中国側では、福建、広州などの南部が中心。
日本の銀(石見)と、新大陸(メキシコ?)からの銀が大量に流入したことも、富の争いに拍車をかけた。
そこにポルトガルもやってきて、豊臣秀吉が、朝鮮経由で、乗り込んできて、皇帝は、暴君が、続き、ぜいたく三昧で、遊び惚けるというとんでもない状態になっていく。
ベトナムも傘下に収めたが、途中から、冊封に戻した。
国内がままならないのに、勢力を拡大している場合ではなかった。
宗教的には、より儒教的な色彩の強い朱子学から、その反発ともいえる陽明学が勢いを得て、混乱に拍車をかけた。
そして、ついに、内乱状態となり、最後に満州族の清に倒されてしまう。
内乱時の一群は、ビルマ方面へ、一群は、台湾に逃れて、明の再興をもくろんだが、夢と消えた。
台湾に逃れた人々は、ポルトガルを追い出し、国民党が逃れてくるまで、台湾で主導権を握ってきた様子は、台湾を南から北へ旅行した時に見た。

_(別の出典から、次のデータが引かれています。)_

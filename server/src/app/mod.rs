//! Application layer: services behind the HTTP handlers.
//!
//! - [`EventService`]: event lifecycle and reads
//! - [`ApplicationService`]: apply, unapply and roster record administration
//! - [`RosterTracker`]: conditional roster writes
//! - [`Emitter`]: notification publishing

pub mod emitter;
pub mod roster;
mod services;

pub use emitter::{EmitError, Emitter};
pub use roster::RosterTracker;
pub use services::{ApplicationService, EventService, ServiceError};
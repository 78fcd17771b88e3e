//! In-memory event bus.

#![allow(clippy::unwrap_used)] // Test infrastructure uses unwrap for simplicity
#![allow(clippy::missing_panics_doc)]

use event_hub_core::event_bus::{EventBus, EventBusError, MessageStream};
use event_hub_core::notification::{NotificationMessage, Topic};
use std::future::Future;
use std::pin::Pin;
use std::sync::atomic::{AtomicBool, Ordering};
use std::sync::{Arc, RwLock};
use tokio::sync::broadcast;

/// In-memory event bus for fast, deterministic tests.
///
/// Every published message is recorded (inspect with [`published`](Self::published))
/// and broadcast to live subscribers whose topic list matches.
///
/// # Example
///
/// ```
/// use event_hub_testing::mocks::InMemoryEventBus;
/// use event_hub_core::event_bus::EventBus;
/// use event_hub_core::notification::{NotificationMessage, UserRegisteredPayload};
///
/// # async fn example() -> Result<(), Box<dyn std::error::Error>> {
/// let bus = InMemoryEventBus::new();
/// let message = NotificationMessage::from_payload(&UserRegisteredPayload {
///     emails: vec!["a@x.io".to_string()],
///     name: None,
/// })?;
/// bus.publish(&message).await?;
/// assert_eq!(bus.published().len(), 1);
/// # Ok(())
/// # }
/// ```
#[derive(Clone, Debug)]
pub struct InMemoryEventBus {
    published: Arc<RwLock<Vec<NotificationMessage>>>,
    sender: broadcast::Sender<NotificationMessage>,
    fail_publish: Arc<AtomicBool>,
}

impl InMemoryEventBus {
    /// Create a new bus with no recorded messages
    #[must_use]
    pub fn new() -> Self {
        let (sender, _) = broadcast::channel(256);
        Self {
            published: Arc::new(RwLock::new(Vec::new())),
            sender,
            fail_publish: Arc::new(AtomicBool::new(false)),
        }
    }

    /// Number of live subscriptions
    #[must_use]
    pub fn subscriber_count(&self) -> usize {
        self.sender.receiver_count()
    }

    /// All messages published so far, in publish order
    #[must_use]
    pub fn published(&self) -> Vec<NotificationMessage> {
        self.published.read().unwrap().clone()
    }

    /// Messages published on `topic`
    #[must_use]
    pub fn published_on(&self, topic: Topic) -> Vec<NotificationMessage> {
        self.published
            .read()
            .unwrap()
            .iter()
            .filter(|m| m.topic == topic)
            .cloned()
            .collect()
    }

    /// Forget recorded messages
    pub fn clear(&self) {
        self.published.write().unwrap().clear();
    }

    /// Make every subsequent publish fail (broker outage)
    pub fn set_fail_publish(&self, fail: bool) {
        self.fail_publish.store(fail, Ordering::SeqCst);
    }
}

impl Default for InMemoryEventBus {
    fn default() -> Self {
        Self::new()
    }
}

impl EventBus for InMemoryEventBus {
    fn publish(
        &self,
        message: &NotificationMessage,
    ) -> Pin<Box<dyn Future<Output = Result<(), EventBusError>> + Send + '_>> {
        let result = if self.fail_publish.load(Ordering::SeqCst) {
            Err(EventBusError::PublishFailed {
                topic: message.topic.to_string(),
                reason: "in-memory bus is set to fail".to_string(),
            })
        } else {
            self.published.write().unwrap().push(message.clone());
            // No subscribers is not an error
            let _ = self.sender.send(message.clone());
            Ok(())
        };
        Box::pin(std::future::ready(result))
    }

    fn subscribe(
        &self,
        topics: &[Topic],
    ) -> Pin<Box<dyn Future<Output = Result<MessageStream, EventBusError>> + Send + '_>> {
        let mut receiver = self.sender.subscribe();
        let topics = topics.to_vec();

        let stream = async_stream::stream! {
            loop {
                match receiver.recv().await {
                    Ok(message) => {
                        if topics.contains(&message.topic) {
                            yield Ok(message);
                        }
                    }
                    Err(broadcast::error::RecvError::Lagged(skipped)) => {
                        yield Err(EventBusError::TransportError(format!(
                            "subscriber lagged, {skipped} messages skipped"
                        )));
                    }
                    Err(broadcast::error::RecvError::Closed) => break,
                }
            }
        };

        let stream: MessageStream = Box::pin(stream);
        Box::pin(std::future::ready(Ok(stream)))
    }
}

#[cfg(test)]
#[allow(clippy::expect_used)]
mod tests {
    use super::*;
    use event_hub_core::notification::{EventRemovedPayload, UserRegisteredPayload};
    use futures::StreamExt;

    fn welcome(email: &str) -> NotificationMessage {
        NotificationMessage::from_payload(&UserRegisteredPayload {
            emails: vec![email.to_string()],
            name: None,
        })
        .expect("encode")
    }

    #[tokio::test]
    async fn records_published_messages() {
        let bus = InMemoryEventBus::new();
        bus.publish(&welcome("a@x.io")).await.expect("publish");
        bus.publish(&welcome("b@x.io")).await.expect("publish");

        assert_eq!(bus.published().len(), 2);
        assert_eq!(bus.published_on(Topic::UserRegistered).len(), 2);
        assert!(bus.published_on(Topic::EventAdded).is_empty());

        bus.clear();
        assert!(bus.published().is_empty());
    }

    #[tokio::test]
    async fn subscribers_only_see_their_topics() {
        let bus = InMemoryEventBus::new();
        let mut stream = bus
            .subscribe(&[Topic::EventRemoved])
            .await
            .expect("subscribe");

        bus.publish(&welcome("a@x.io")).await.expect("publish");
        let removed = NotificationMessage::from_payload(&EventRemovedPayload {
            emails: vec!["a@x.io".to_string()],
            event_name: "Meetup".to_string(),
            event_date: chrono::Utc::now(),
        })
        .expect("encode");
        bus.publish(&removed).await.expect("publish");

        let received = stream.next().await.expect("item").expect("message");
        assert_eq!(received, removed);
    }

    #[tokio::test]
    async fn failing_mode_rejects_publish_without_recording() {
        let bus = InMemoryEventBus::new();
        bus.set_fail_publish(true);
        let err = bus.publish(&welcome("a@x.io")).await.expect_err("should fail");
        assert!(matches!(err, EventBusError::PublishFailed { .. }));
        assert!(bus.published().is_empty());
    }
}
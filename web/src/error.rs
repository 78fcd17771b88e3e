//! Error types for web handlers.
//!
//! [`AppError`] is the single HTTP error type. Domain errors convert into it
//! at the handler boundary and it renders as
//! `{"error": "<message>", "code": "<CODE>"}`.

use axum::{
    Json,
    http::StatusCode,
    response::{IntoResponse, Response},
};
use event_hub_auth::AuthError;
use serde::Serialize;
use std::fmt;

/// Application error type for web handlers.
///
/// # Examples
///
/// ```ignore
/// async fn handler() -> Result<Json<Event>, AppError> {
///     let event = store.find_event(id).await
///         .map_err(|e| AppError::internal("Failed to load event").with_source(e.into()))?
///         .ok_or_else(|| AppError::not_found("Event not found"))?;
///     Ok(Json(event))
/// }
/// ```
#[derive(Debug)]
pub struct AppError {
    status: StatusCode,
    message: String,
    code: String,
    /// Logged for 5xx, never sent to the client
    source: Option<anyhow::Error>,
}

impl AppError {
    /// Create a new application error.
    #[must_use]
    pub const fn new(status: StatusCode, message: String, code: String) -> Self {
        Self {
            status,
            message,
            code,
            source: None,
        }
    }

    /// Attach the underlying error for server-side logging.
    #[must_use]
    pub fn with_source(mut self, source: anyhow::Error) -> Self {
        self.source = Some(source);
        self
    }

    /// HTTP status this error renders with.
    #[must_use]
    pub const fn status(&self) -> StatusCode {
        self.status
    }

    /// User-facing message.
    #[must_use]
    pub fn message(&self) -> &str {
        &self.message
    }

    /// Machine-readable code.
    #[must_use]
    pub fn code(&self) -> &str {
        &self.code
    }

    /// 400 Bad Request.
    #[must_use]
    pub fn bad_request(message: impl Into<String>) -> Self {
        Self::new(StatusCode::BAD_REQUEST, message.into(), "BAD_REQUEST".to_string())
    }

    /// 400 for input that failed validation before any side effect.
    #[must_use]
    pub fn validation(message: impl Into<String>) -> Self {
        Self::new(
            StatusCode::BAD_REQUEST,
            message.into(),
            "VALIDATION_ERROR".to_string(),
        )
    }

    /// 400 for a request that conflicts with the caller's current state,
    /// e.g. applying twice. `code` distinguishes the cases.
    #[must_use]
    pub fn rejected(code: &str, message: impl Into<String>) -> Self {
        Self::new(StatusCode::BAD_REQUEST, message.into(), code.to_string())
    }

    /// 401 Unauthorized.
    #[must_use]
    pub fn unauthorized(message: impl Into<String>) -> Self {
        Self::new(StatusCode::UNAUTHORIZED, message.into(), "UNAUTHORIZED".to_string())
    }

    /// 403 Forbidden.
    #[must_use]
    pub fn forbidden(message: impl Into<String>) -> Self {
        Self::new(StatusCode::FORBIDDEN, message.into(), "FORBIDDEN".to_string())
    }

    /// 404 Not Found.
    #[must_use]
    pub fn not_found(message: impl Into<String>) -> Self {
        Self::new(StatusCode::NOT_FOUND, message.into(), "NOT_FOUND".to_string())
    }

    /// 409 Conflict.
    #[must_use]
    pub fn conflict(message: impl Into<String>) -> Self {
        Self::new(StatusCode::CONFLICT, message.into(), "CONFLICT".to_string())
    }

    /// 408 Request Timeout.
    #[must_use]
    pub fn timeout(message: impl Into<String>) -> Self {
        Self::new(StatusCode::REQUEST_TIMEOUT, message.into(), "TIMEOUT".to_string())
    }

    /// 500 Internal Server Error.
    #[must_use]
    pub fn internal(message: impl Into<String>) -> Self {
        Self::new(
            StatusCode::INTERNAL_SERVER_ERROR,
            message.into(),
            "INTERNAL_SERVER_ERROR".to_string(),
        )
    }

    /// 503 Service Unavailable.
    #[must_use]
    pub fn unavailable(message: impl Into<String>) -> Self {
        Self::new(
            StatusCode::SERVICE_UNAVAILABLE,
            message.into(),
            "SERVICE_UNAVAILABLE".to_string(),
        )
    }
}

impl fmt::Display for AppError {
    fn fmt(&self, f: &mut fmt::Formatter<'_>) -> fmt::Result {
        write!(f, "[{}] {}", self.code, self.message)
    }
}

impl std::error::Error for AppError {
    fn source(&self) -> Option<&(dyn std::error::Error + 'static)> {
        self.source
            .as_ref()
            .map(|e| e.as_ref() as &(dyn std::error::Error + 'static))
    }
}

/// Error response body (JSON).
#[derive(Debug, Serialize)]
struct ErrorResponse {
    error: String,
    code: String,
}

impl IntoResponse for AppError {
    fn into_response(self) -> Response {
        if self.status.is_server_error() {
            metrics::counter!("http.errors.server", "code" => self.code.clone()).increment(1);
            match &self.source {
                Some(source) => tracing::error!(
                    status = %self.status,
                    code = %self.code,
                    message = %self.message,
                    error = %source,
                    "Internal server error"
                ),
                None => tracing::error!(
                    status = %self.status,
                    code = %self.code,
                    message = %self.message,
                    "Internal server error"
                ),
            }
        }

        let body = ErrorResponse {
            error: self.message,
            code: self.code,
        };

        (self.status, Json(body)).into_response()
    }
}

impl From<anyhow::Error> for AppError {
    fn from(err: anyhow::Error) -> Self {
        Self::internal("An internal error occurred").with_source(err)
    }
}

impl From<AuthError> for AppError {
    fn from(err: AuthError) -> Self {
        Self::unauthorized(err.to_string())
    }
}
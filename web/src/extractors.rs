//! Custom Axum extractors.
//!
//! - `CorrelationId`: read or generate the request correlation id
//! - `ValidJson`: JSON body whose rejections render as [`AppError`]

use crate::error::AppError;
use crate::middleware::CORRELATION_ID_HEADER;
use axum::{
    async_trait,
    extract::{FromRequest, FromRequestParts, Request, rejection::JsonRejection},
    http::request::Parts,
};
use serde::de::DeserializeOwned;
use uuid::Uuid;

/// Correlation ID for request tracing.
///
/// Uses the id stored by the correlation layer, then the `X-Correlation-ID`
/// header, and generates a fresh UUID v4 otherwise.
#[derive(Debug, Clone, Copy)]
pub struct CorrelationId(pub Uuid);

#[async_trait]
impl<S> FromRequestParts<S> for CorrelationId
where
    S: Send + Sync,
{
    type Rejection = std::convert::Infallible;

    async fn from_request_parts(parts: &mut Parts, _state: &S) -> Result<Self, Self::Rejection> {
        let correlation_id = parts
            .extensions
            .get::<Uuid>()
            .copied()
            .or_else(|| {
                parts
                    .headers
                    .get(CORRELATION_ID_HEADER)
                    .and_then(|v| v.to_str().ok())
                    .and_then(|s| Uuid::parse_str(s).ok())
            })
            .unwrap_or_else(Uuid::new_v4);

        Ok(Self(correlation_id))
    }
}

/// JSON body extractor that answers malformed input with a 400 [`AppError`].
///
/// Axum's own `Json` rejects with plain-text 400/415/422 responses; this keeps
/// every error body in the `{"error", "code"}` shape.
///
/// ```ignore
/// async fn create(ValidJson(details): ValidJson<EventDetails>) -> Result<..., AppError> { .. }
/// ```
#[derive(Debug, Clone, Copy, Default)]
pub struct ValidJson<T>(pub T);

#[async_trait]
impl<S, T> FromRequest<S> for ValidJson<T>
where
    S: Send + Sync,
    T: DeserializeOwned,
{
    type Rejection = AppError;

    async fn from_request(req: Request, state: &S) -> Result<Self, Self::Rejection> {
        match axum::Json::<T>::from_request(req, state).await {
            Ok(axum::Json(value)) => Ok(Self(value)),
            Err(rejection) => Err(json_rejection(&rejection)),
        }
    }
}

fn json_rejection(rejection: &JsonRejection) -> AppError {
    match rejection {
        JsonRejection::MissingJsonContentType(_) => {
            AppError::bad_request("Expected a JSON body with Content-Type: application/json")
        },
        other => AppError::validation(other.body_text()),
    }
}
//! Mail templates, one per notification topic.
//!
//! Every template renders a subject plus plain-text and HTML bodies. Values
//! from payloads are escaped before they reach the HTML body.

use chrono::{DateTime, Utc};
use event_hub_core::notification::{
    ApplicationRegisteredPayload, EventAddedPayload, EventRemovedPayload, EventUpdatedPayload,
    UserRegisteredPayload,
};
use std::fmt::Write as _;

/// A rendered mail body, ready for any recipient.
#[derive(Debug, Clone, PartialEq, Eq)]
pub struct Rendered {
    /// Subject line
    pub subject: String,
    /// Plain-text body
    pub text: String,
    /// HTML body
    pub html: String,
}

fn format_date(date: DateTime<Utc>) -> String {
    date.format("%A, %B %-d, %Y at %H:%M UTC").to_string()
}

fn escape(raw: &str) -> String {
    let mut out = String::with_capacity(raw.len());
    for c in raw.chars() {
        match c {
            '&' => out.push_str("&amp;"),
            '<' => out.push_str("&lt;"),
            '>' => out.push_str("&gt;"),
            '"' => out.push_str("&quot;"),
            '\'' => out.push_str("&#39;"),
            _ => out.push(c),
        }
    }
    out
}

/// Wrap `heading` and `(label, value)` rows in the shared HTML layout.
fn layout(heading: &str, intro: &str, rows: &[(&str, &str)], outro: &str) -> String {
    let mut table = String::new();
    for (label, value) in rows {
        // Multi-line values (addresses) keep their line breaks
        let value = escape(value).replace('\n', "<br>");
        let _ = write!(
            table,
            "<tr><td style=\"padding: 4px 12px 4px 0; color: #666;\">{label}</td><td>{value}</td></tr>"
        );
    }

    format!(
        r#"<!DOCTYPE html>
<html>
<head><meta charset="UTF-8"><title>{heading}</title></head>
<body style="font-family: Arial, sans-serif; line-height: 1.6; color: #333;">
  <div style="max-width: 600px; margin: 0 auto; padding: 20px;">
    <h2 style="color: #2563eb;">{heading}</h2>
    <p>{intro}</p>
    <table>{table}</table>
    <p style="color: #666; font-size: 14px;">{outro}</p>
    <p style="color: #666; font-size: 12px; margin-top: 40px;">GIU Event Hub</p>
  </div>
</body>
</html>"#,
        heading = escape(heading),
        intro = escape(intro),
        outro = escape(outro),
    )
}

fn text_body(intro: &str, rows: &[(&str, &str)], outro: &str) -> String {
    let mut body = format!("{intro}\n\n");
    for (label, value) in rows {
        let _ = writeln!(body, "{label}: {value}");
    }
    let _ = write!(body, "\n{outro}\n\nGIU Event Hub\n");
    body
}

fn render(subject: String, heading: &str, intro: &str, rows: &[(&str, &str)], outro: &str) -> Rendered {
    Rendered {
        html: layout(heading, intro, rows, outro),
        text: text_body(intro, rows, outro),
        subject,
    }
}

/// Announcement of a new event to mailing-list subscribers.
#[must_use]
pub fn event_added(payload: &EventAddedPayload) -> Rendered {
    let date = format_date(payload.event_date);
    render(
        format!("New event: {}", payload.event_name),
        "A new event was just announced",
        &payload.event_description,
        &[
            ("Event", &payload.event_name),
            ("Type", payload.event_type.as_str()),
            ("Date", &date),
            ("Location", &payload.event_location),
        ],
        "You receive this mail because you subscribed to event announcements.",
    )
}

/// Change notice to the attendees of an event.
#[must_use]
pub fn event_updated(payload: &EventUpdatedPayload) -> Rendered {
    let date = format_date(payload.event_date);
    render(
        format!("Event updated: {}", payload.event_name),
        "An event you applied to has changed",
        "Here are the latest details.",
        &[
            ("Event", &payload.event_name),
            ("Date", &date),
            ("Description", &payload.event_description),
        ],
        "Your application is still registered.",
    )
}

/// Cancellation notice to the attendees of an upcoming event.
#[must_use]
pub fn event_removed(payload: &EventRemovedPayload) -> Rendered {
    let date = format_date(payload.event_date);
    render(
        format!("Event cancelled: {}", payload.event_name),
        "An event you applied to was cancelled",
        "We are sorry, the following event will not take place.",
        &[("Event", &payload.event_name), ("Date", &date)],
        "Your application has been removed.",
    )
}

/// Confirmation of an application.
#[must_use]
pub fn application_registered(payload: &ApplicationRegisteredPayload) -> Rendered {
    let date = format_date(payload.event_date);
    render(
        format!("You're registered: {}", payload.event_name),
        "Your application was registered",
        "See you there!",
        &[
            ("Event", &payload.event_name),
            ("Date", &date),
            ("Location", &payload.event_location),
        ],
        "If you can no longer attend, please withdraw your application.",
    )
}

/// Welcome mail for a new account.
#[must_use]
pub fn user_registered(payload: &UserRegisteredPayload) -> Rendered {
    let intro = match payload.name.as_deref() {
        Some(name) if !name.trim().is_empty() => format!("Hi {name}, your account is ready."),
        _ => "Your account is ready.".to_string(),
    };
    render(
        "Welcome to GIU Event Hub".to_string(),
        "Welcome to GIU Event Hub",
        &intro,
        &[],
        "Browse upcoming events and apply to the ones you like.",
    )
}
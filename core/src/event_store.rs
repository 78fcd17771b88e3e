//! Persistence traits for events, rosters and mailing-list subscriptions.
//!
//! # Invariants
//!
//! - Every stored event has exactly one roster record, created in the same
//!   write as the event ([`EventStore::insert_event`]) and removed with it
//!   ([`EventStore::delete_event`]).
//! - Roster mutations are conditional and atomic: two concurrent
//!   [`EventStore::add_attendee`] calls for the same email yield exactly one
//!   [`RosterWrite::Changed`].
//! - `number_of_applications` on the event document moves with every changed
//!   roster write and never goes below zero.
//!
//! # Implementations
//!
//! - `PostgresEventStore` (postgres crate): JSONB documents in `PostgreSQL`
//! - `InMemoryEventStore` (testing crate): `HashMap` behind a lock

use crate::event::{Event, EventId};
use crate::roster::{EventApplication, RosterWrite};
use std::future::Future;
use std::pin::Pin;
use thiserror::Error;

/// Boxed future returned by store methods.
pub type StoreFuture<'a, T> = Pin<Box<dyn Future<Output = Result<T, StoreError>> + Send + 'a>>;

/// Errors that can occur during store operations.
#[derive(Error, Debug, Clone, PartialEq, Eq)]
pub enum StoreError {
    /// Could not reach the database
    #[error("Connection failed: {0}")]
    ConnectionFailed(String),

    /// Query or transaction failed
    #[error("Database error: {0}")]
    DatabaseError(String),

    /// Stored document could not be (de)serialized
    #[error("Serialization error: {0}")]
    SerializationError(String),

    /// A record with the same key already exists
    #[error("Conflict: {0}")]
    Conflict(String),
}

/// Event and roster persistence.
///
/// Uses explicit `Pin<Box<dyn Future>>` returns so the store can be shared as
/// `Arc<dyn EventStore>` and captured by effects.
pub trait EventStore: Send + Sync {
    /// Insert a new event together with its empty roster.
    ///
    /// # Errors
    ///
    /// Returns [`StoreError::Conflict`] if the id is taken, or
    /// [`StoreError::DatabaseError`] if the write fails (nothing is persisted).
    fn insert_event(&self, event: &Event) -> StoreFuture<'_, ()>;

    /// Fetch one event.
    ///
    /// # Errors
    ///
    /// Returns [`StoreError`] if the lookup fails. A missing event is `Ok(None)`.
    fn find_event(&self, id: EventId) -> StoreFuture<'_, Option<Event>>;

    /// All events, soonest first.
    ///
    /// # Errors
    ///
    /// Returns [`StoreError`] if the query fails.
    fn list_events(&self) -> StoreFuture<'_, Vec<Event>>;

    /// Replace an existing event document. Returns false if it does not exist.
    ///
    /// # Errors
    ///
    /// Returns [`StoreError`] if the write fails.
    fn update_event(&self, event: &Event) -> StoreFuture<'_, bool>;

    /// Delete an event and its roster. Returns false if it does not exist.
    ///
    /// # Errors
    ///
    /// Returns [`StoreError`] if the write fails.
    fn delete_event(&self, id: EventId) -> StoreFuture<'_, bool>;

    /// Fetch the roster of one event.
    ///
    /// # Errors
    ///
    /// Returns [`StoreError`] if the lookup fails.
    fn find_application(&self, id: EventId) -> StoreFuture<'_, Option<EventApplication>>;

    /// All rosters.
    ///
    /// # Errors
    ///
    /// Returns [`StoreError`] if the query fails.
    fn list_applications(&self) -> StoreFuture<'_, Vec<EventApplication>>;

    /// Create a roster for an event that has none.
    ///
    /// # Errors
    ///
    /// Returns [`StoreError::Conflict`] if the event already has a roster.
    fn create_application(&self, application: &EventApplication) -> StoreFuture<'_, ()>;

    /// Overwrite an existing roster, syncing the event counter. Returns false
    /// if there is no roster.
    ///
    /// # Errors
    ///
    /// Returns [`StoreError`] if the write fails.
    fn replace_application(&self, application: &EventApplication) -> StoreFuture<'_, bool>;

    /// Delete a roster without touching the event. Returns false if absent.
    ///
    /// # Errors
    ///
    /// Returns [`StoreError`] if the write fails.
    fn delete_application(&self, id: EventId) -> StoreFuture<'_, bool>;

    /// Add `email` to the roster unless already present, incrementing the counter.
    ///
    /// # Errors
    ///
    /// Returns [`StoreError`] if the write fails.
    fn add_attendee<'a>(&'a self, id: EventId, email: &'a str) -> StoreFuture<'a, RosterWrite>;

    /// Remove `email` from the roster if present, decrementing the counter.
    ///
    /// # Errors
    ///
    /// Returns [`StoreError`] if the write fails.
    fn remove_attendee<'a>(&'a self, id: EventId, email: &'a str)
    -> StoreFuture<'a, RosterWrite>;

    /// Events whose roster contains `email`, soonest first.
    ///
    /// # Errors
    ///
    /// Returns [`StoreError`] if the query fails.
    fn events_for_attendee<'a>(&'a self, email: &'a str) -> StoreFuture<'a, Vec<Event>>;
}

/// Mailing-list subscriptions, keyed by category (`general` or an event type category).
pub trait SubscriptionStore: Send + Sync {
    /// Add `email` to `category`. Returns false if it was already subscribed.
    ///
    /// # Errors
    ///
    /// Returns [`StoreError`] if the write fails.
    fn subscribe<'a>(&'a self, category: &'a str, email: &'a str) -> StoreFuture<'a, bool>;

    /// Remove `email` from `category`. Returns false if it was not subscribed.
    ///
    /// # Errors
    ///
    /// Returns [`StoreError`] if the write fails.
    fn unsubscribe<'a>(&'a self, category: &'a str, email: &'a str) -> StoreFuture<'a, bool>;

    /// Subscribers of `category`, sorted.
    ///
    /// # Errors
    ///
    /// Returns [`StoreError`] if the query fails.
    fn subscribers<'a>(&'a self, category: &'a str) -> StoreFuture<'a, Vec<String>>;
}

それにしても、何という混乱。皇帝が悪いのか、参謀が悪いのか、民が悪いのか。
戦いがやめられない中国の特徴が、極端に表れた時代ということかもしれない。
グローバルの波がじわじわ押し寄せていたのに、それへの対応策もなかった。
日本は、明や清の陰で、江戸時代、幕末まで、鎖国できたことが、徳川幕府の安定を続けられた大きな要因なのかもしれない。
まさに島国のメリットを享受できた?
明がこんなにごちゃごちゃだったとは。理解していなかっただけに、面白かった。